Equipment was improperly taken from the Chicago factory in order to set up a new company that makes the same products in Red Oak, IA, says UE.

Laurie Burgess, an attorney representing the workers said, “We are asking the Labor Board to demand the return of the machinery, the clients, and the jobs back to Chicago.” Burgess added, “This will enable the union to then negotiate with the employer regarding their bargaining unit members’ rights.”

Burgess and UE feel that an injunction to return the equipment back to the Chicago factory will increase the potential for the plant to be bought and re-opened under new management and allow the workers to retain their jobs.

“Republic failed to sit down at the table on how to keep these jobs here in Chicago and now the workers are standing up for their rights,” said Burgess.
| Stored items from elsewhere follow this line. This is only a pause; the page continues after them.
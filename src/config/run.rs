//! Per-call run configuration consumed by the gate.

use std::fmt;
use std::sync::Arc;
use std::time::Duration;

use crate::config::schema::GateConfig;

/// Destination for the user-facing progress lines.
pub type OutputSink = Arc<dyn Fn(&str) + Send + Sync>;

/// Settings for one `wait_for_deps` call.
///
/// There is no global instance; `RunConfig::default()` gives the stock
/// values and every call can pass its own.
#[derive(Clone)]
pub struct RunConfig {
    /// Delay between attempts of the same check.
    pub poll_interval: Duration,
    /// Suppress every sink line.
    pub quiet: bool,
    /// Abort the remaining pollers as soon as one check times out.
    pub fail_fast: bool,
    /// Process exit code when every dependency is ready.
    pub exit_code_on_ok: i32,
    /// Process exit code when any dependency timed out.
    pub exit_code_on_fail: i32,
    /// Where progress lines go.
    pub output: OutputSink,
}

impl RunConfig {
    /// Send a line to the sink unless running quiet.
    pub fn write(&self, message: &str) {
        if !self.quiet {
            (self.output)(message);
        }
    }

    /// Replace the output sink.
    pub fn with_output<F>(mut self, sink: F) -> Self
    where
        F: Fn(&str) + Send + Sync + 'static,
    {
        self.output = Arc::new(sink);
        self
    }

    /// Map the aggregate result to a process exit code.
    pub fn exit_code(&self, all_ready: bool) -> i32 {
        if all_ready {
            self.exit_code_on_ok
        } else {
            self.exit_code_on_fail
        }
    }
}

impl Default for RunConfig {
    fn default() -> Self {
        Self {
            poll_interval: Duration::from_millis(250),
            quiet: false,
            fail_fast: false,
            exit_code_on_ok: 0,
            exit_code_on_fail: 1,
            output: Arc::new(|message: &str| println!("{}", message)),
        }
    }
}

impl From<&GateConfig> for RunConfig {
    fn from(config: &GateConfig) -> Self {
        Self {
            poll_interval: Duration::from_millis(config.poll_interval_ms),
            quiet: config.quiet,
            fail_fast: config.fail_fast,
            exit_code_on_ok: config.exit_code_on_ok,
            exit_code_on_fail: config.exit_code_on_fail,
            ..Self::default()
        }
    }
}

impl fmt::Debug for RunConfig {
    fn fmt(&self, f: &mut fmt::Formatter<'_>) -> fmt::Result {
        f.debug_struct("RunConfig")
            .field("poll_interval", &self.poll_interval)
            .field("quiet", &self.quiet)
            .field("fail_fast", &self.fail_fast)
            .field("exit_code_on_ok", &self.exit_code_on_ok)
            .field("exit_code_on_fail", &self.exit_code_on_fail)
            .finish_non_exhaustive()
    }
}
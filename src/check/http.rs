//! HTTP(S) GET check with status-code matching.

use std::time::Duration;

use futures_util::future::BoxFuture;
use futures_util::FutureExt;
use reqwest::Client;
use url::Url;

use super::{DependencyCheck, NetTarget};

const USER_AGENT: &str = concat!("depwait/", env!("CARGO_PKG_VERSION"));

/// URL scheme of an [`HttpCheck`], fixed at construction.
#[derive(Debug, Clone, Copy, PartialEq, Eq)]
pub enum Scheme {
    Http,
    Https,
}

impl Scheme {
    pub fn as_str(&self) -> &'static str {
        match self {
            Scheme::Http => "http",
            Scheme::Https => "https",
        }
    }
}

/// Succeeds once a GET to `scheme://host:port/path` answers with an accepted
/// status code.
///
/// An empty `success_codes` list accepts any status, so a `500` still counts
/// as "the server is up". Transport errors always fail the attempt, and a
/// single request is bounded by the check's timeout.
#[derive(Debug, Clone)]
pub struct HttpCheck {
    target: NetTarget,
    scheme: Scheme,
    path: String,
    success_codes: Vec<u16>,
    endpoint: Option<Url>,
    client: Client,
}

impl HttpCheck {
    pub fn new(
        scheme: Scheme,
        host: impl Into<String>,
        port: u16,
        timeout: Duration,
        path: impl Into<String>,
        success_codes: Vec<u16>,
    ) -> Self {
        let target = NetTarget::new(host, port, timeout);
        let path = path.into().trim_start_matches('/').to_string();
        let raw = endpoint_string(scheme, &target, &path);
        let endpoint = match Url::parse(&raw) {
            Ok(url) => Some(url),
            Err(e) => {
                tracing::warn!(endpoint = %raw, error = %e, "Unparseable endpoint, check can never succeed");
                None
            }
        };

        Self {
            target,
            scheme,
            path,
            success_codes,
            endpoint,
            client: check_client(timeout),
        }
    }

    pub fn path(&self) -> &str {
        &self.path
    }

    /// Whether a received status code counts as ready.
    pub fn accepts(&self, status: u16) -> bool {
        self.success_codes.is_empty() || self.success_codes.contains(&status)
    }

    async fn get_once(&self) -> bool {
        let Some(endpoint) = self.endpoint.clone() else {
            return false;
        };

        match self.client.get(endpoint).send().await {
            Ok(response) => {
                let status = response.status().as_u16();
                let accepted = self.accepts(status);
                tracing::debug!(
                    address = %self.address(),
                    status,
                    accepted,
                    "HTTP check answered"
                );
                accepted
            }
            Err(e) => {
                tracing::debug!(address = %self.address(), error = %e, "HTTP request failed");
                false
            }
        }
    }
}

impl DependencyCheck for HttpCheck {
    fn attempt(&self) -> BoxFuture<'_, bool> {
        self.get_once().boxed()
    }

    fn timeout(&self) -> Duration {
        self.target.timeout
    }

    fn address(&self) -> String {
        endpoint_string(self.scheme, &self.target, &self.path)
    }
}

fn endpoint_string(scheme: Scheme, target: &NetTarget, path: &str) -> String {
    format!("{}://{}/{}", scheme.as_str(), target.authority(), path)
}

// Every attempt opens a fresh, direct connection to the dependency: no idle
// pooling and no proxy taken from the environment.
fn check_client(timeout: Duration) -> Client {
    Client::builder()
        .timeout(timeout)
        .pool_max_idle_per_host(0)
        .no_proxy()
        .user_agent(USER_AGENT)
        .build()
        .unwrap_or_default()
}
//! Crate-level error type.

use thiserror::Error;

use crate::config::{ConfigError, ValidationError};

/// Anything that stops a gate run from starting.
///
/// Waiting itself never fails; a dependency that does not come up is a
/// `false` result, not an error.
#[derive(Error, Debug)]
pub enum GateError {
    #[error(transparent)]
    Config(#[from] ConfigError),

    #[error("failed to start runtime: {0}")]
    Runtime(#[from] std::io::Error),
}

impl From<Vec<ValidationError>> for GateError {
    fn from(errors: Vec<ValidationError>) -> Self {
        GateError::Config(ConfigError::Validation(errors))
    }
}

#[cfg(test)]
mod tests {
    use super::*;

    #[test]
    fn test_validation_errors_surface_as_config() {
        let err = GateError::from(vec![ValidationError::NoTargets]);
        assert!(matches!(err, GateError::Config(ConfigError::Validation(_))));
        assert_eq!(err.to_string(), "validation failed: no targets configured");
    }
}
Ron Bender is African American and worked at Republic for 14 years as a machine operator. He’s also the Local 1110 steward with UE.

Bender said being laid off right before the holidays was rough.

“It’s been a struggle especially for my co-workers because many of them have small children,” he told the World. “I’m looking for another job,” he added.

Bender said the whole experience was an eye-opener including the unity and mass support from people across the country. “Workers should be taken care of first,” he said.

Republic said they closed shop because it’s main creditor, Bank of America, had cut off financing although the bank had recently received a $25 billion bailout package from the federal government. Apparently Bank of America decided it wouldn’t use some of that money to keep manufacturing enterprises going at Republic leaving the workers out in the cold. Republic shut down and moved.

The workers and their UE local took charge of the situation and led a very successful and peaceful occupation of their worksite that drew national and international attention.

After the workers sat-in for six days that led to hours of intense negotiations, Republic’s management, Bank of America and JPMorgan Chase agreed on a $1.75 million settlement with the workers and their union. Each worker was promised to receive eight weeks’ salary, all accrued vacation pay and two months’ paid health care.

UE has created a foundation called the Window of Opportunity to collect donations in the attempt to keep the factory open and allow the workers to get their jobs back. For more information go to www.ueunion.org.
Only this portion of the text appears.